It has been observed that the increases in the prevalence of allergies throughout the world may be related to the increasingly cleaner environment and the relative availability of anti-microbials (e.g. antibiotics). Indeed the “Hygiene Hypothesis” suggests that the prevalence of allergic diseases is inversely associated with the prevalence of infectious diseases [12]. For example, certain viral [13], bacterial [14] and protozoan [15] infections are thought to be associated with protection from allergic diseases in both humans and experimental models. In addition, there is even more compelling evidence that helminth (worm) infections can also prevent the development of atopic diseases (reviewed in [16]). Interestingly, while viral, bacterial and protozoan infections can skew the immune response away from a Th2-dominated CD4+ T cell response – which underlies the development of allergy – acute (or early) helminth infection, in contrast, can favor Th2 responses with production of IL-4, IL-5 and IL-13 and large amounts of pro-allergenic IgE [17]. This early, type-2 dominated immune response [18], [19], [20] is likely to promote rather than attenuate atopy.

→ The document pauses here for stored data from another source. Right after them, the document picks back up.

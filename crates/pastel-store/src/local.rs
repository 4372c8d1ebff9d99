use std::fs::{self, File};
use std::io::{self, Read, Write};
use std::path::{Path, PathBuf};
use std::time::{Duration, SystemTime};

use tracing::{debug, warn};
use uuid::Uuid;

use crate::{check_key, BlobStore, StoreConfig, StoreError};

const BLOB_EXT: &str = "bin";
const PART_EXT: &str = "part";

/// Blobs as flat files under a root directory: `<root>/<id>.bin`.
#[derive(Debug, Clone)]
pub struct LocalBlobStore {
    root: PathBuf,
}

impl LocalBlobStore {
    /// Fails unless `config.root` is absolute and can be created.
    pub fn new(config: &StoreConfig) -> Result<Self, StoreError> {
        let root = config.root.clone();
        if !root.is_absolute() {
            return Err(StoreError::Internal(format!(
                "blob root must be an absolute path: {}",
                root.display()
            )));
        }
        fs::create_dir_all(&root)
            .map_err(|e| StoreError::Internal(format!("mkdir {}: {e}", root.display())))?;
        Ok(Self { root })
    }

    pub fn root(&self) -> &Path {
        &self.root
    }

    fn resolve(&self, id: &str) -> Result<PathBuf, StoreError> {
        check_key(id)?;
        Ok(self.root.join(format!("{id}.{BLOB_EXT}")))
    }
}

/// Copy `reader` into a fresh file at `path` and flush it to disk.
fn write_file(path: &Path, reader: &mut dyn Read) -> io::Result<u64> {
    let mut file = File::options().write(true).create_new(true).open(path)?;
    let written = io::copy(reader, &mut file)?;
    file.flush()?;
    file.sync_all()?;
    Ok(written)
}

impl BlobStore for LocalBlobStore {
    fn write(&self, id: &str, reader: &mut dyn Read) -> Result<u64, StoreError> {
        let path = self.resolve(id)?;
        let tmp = self
            .root
            .join(format!("{id}.{}.{PART_EXT}", Uuid::new_v4().simple()));

        let result = write_file(&tmp, reader).and_then(|n| fs::rename(&tmp, &path).map(|()| n));
        match result {
            Ok(n) => {
                debug!("wrote blob {id} ({n} bytes)");
                Ok(n)
            }
            Err(e) => {
                match fs::remove_file(&tmp) {
                    Ok(()) => {}
                    Err(rm) if rm.kind() == io::ErrorKind::NotFound => {}
                    Err(rm) => warn!("failed to remove partial blob {}: {rm}", tmp.display()),
                }
                Err(StoreError::Internal(format!("write {}: {e}", path.display())))
            }
        }
    }

    fn read(&self, id: &str) -> Result<Box<dyn Read + Send>, StoreError> {
        let path = self.resolve(id)?;
        match File::open(&path) {
            Ok(file) => Ok(Box::new(file)),
            Err(e) if e.kind() == io::ErrorKind::NotFound => Err(StoreError::NotFound(id.to_string())),
            Err(e) => Err(StoreError::Internal(format!("read {}: {e}", path.display()))),
        }
    }

    fn delete(&self, id: &str) -> Result<(), StoreError> {
        let path = self.resolve(id)?;
        match fs::remove_file(&path) {
            Ok(()) => {
                debug!("deleted blob {id}");
                Ok(())
            }
            Err(e) if e.kind() == io::ErrorKind::NotFound => Ok(()),
            Err(e) => Err(StoreError::Internal(format!(
                "delete {}: {e}",
                path.display()
            ))),
        }
    }

    fn exists(&self, id: &str) -> Result<bool, StoreError> {
        let path = self.resolve(id)?;
        path.try_exists()
            .map_err(|e| StoreError::Internal(format!("exists {}: {e}", path.display())))
    }

    fn list(&self) -> Result<Vec<String>, StoreError> {
        let entries = fs::read_dir(&self.root)
            .map_err(|e| StoreError::Internal(format!("list {}: {e}", self.root.display())))?;
        let mut ids = Vec::new();
        for entry in entries {
            let entry = entry.map_err(|e| StoreError::Internal(format!("read_dir entry: {e}")))?;
            let path = entry.path();
            if path.extension().and_then(|ext| ext.to_str()) != Some(BLOB_EXT) {
                continue;
            }
            if let Some(stem) = path.file_stem().and_then(|s| s.to_str()) {
                ids.push(stem.to_string());
            }
        }
        ids.sort();
        Ok(ids)
    }

    // A write in progress keeps bumping its file's mtime, so only files
    // abandoned for `older_than` are removed.
    fn sweep_partials(&self, older_than: Duration) -> Result<usize, StoreError> {
        let entries = fs::read_dir(&self.root)
            .map_err(|e| StoreError::Internal(format!("list {}: {e}", self.root.display())))?;
        let now = SystemTime::now();
        let mut removed = 0;
        for entry in entries {
            let entry = entry.map_err(|e| StoreError::Internal(format!("read_dir entry: {e}")))?;
            let path = entry.path();
            if path.extension().and_then(|ext| ext.to_str()) != Some(PART_EXT) {
                continue;
            }
            let modified = match entry.metadata().and_then(|m| m.modified()) {
                Ok(modified) => modified,
                Err(e) => {
                    warn!("cannot stat {}: {e}", path.display());
                    continue;
                }
            };
            if now.duration_since(modified).unwrap_or_default() < older_than {
                continue;
            }
            match fs::remove_file(&path) {
                Ok(()) => {
                    debug!("removed partial blob {}", path.display());
                    removed += 1;
                }
                Err(e) if e.kind() == io::ErrorKind::NotFound => {}
                Err(e) => {
                    return Err(StoreError::Internal(format!(
                        "delete {}: {e}",
                        path.display()
                    )))
                }
            }
        }
        Ok(removed)
    }
}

Immunological cross-reactivity among common allergens and helminth protein homologues has also been shown to contribute to the allergic sensitization that has been associated with acute helminth infection [21]. Indeed, there is clearly IgE cross-reactivity among helminth and aeroallergenic tropomyosins felt to reflect molecular and structural similarities. For example, IgE cross-reactivity has been demonstrated between helminth (e.g. filarial and Ascaris) tropomyosins and the tropomysoins of mites (Der p 10) [22], [23] and cockroaches (Bla g 7) [24]. In addition, cross-reactivity between cockroach glutathione-S transferase (GST; Bla g 5) and filarial GST of Wuchereria bancrofti has also been shown to occur [25].

The extensive number of homologues found between helminth proteins and allergens has led to the speculation that these similarities may underlie the allergenicity of IgE-inducing proteins [26]. This elegant hypothesis proposes that Th2-dominated immune responses have evolved to control helminth infection, but, because of molecular mimicry, the host also may become hyperresponsive to innocuous environmental proteins (allergens) leading to clinically apparent allergic disease [26]. This suggests that the “allergenicity” of some common allergens is a bystander effect that evolved as a consequence of natural immune responses to helminth antigens. Remarkably, structural homology is indeed involved in the allergenicity of Der p 2, a major house dust mite allergen that belongs to the same protein family of humans (MD2 protein) [27] and helminths (ML proteins).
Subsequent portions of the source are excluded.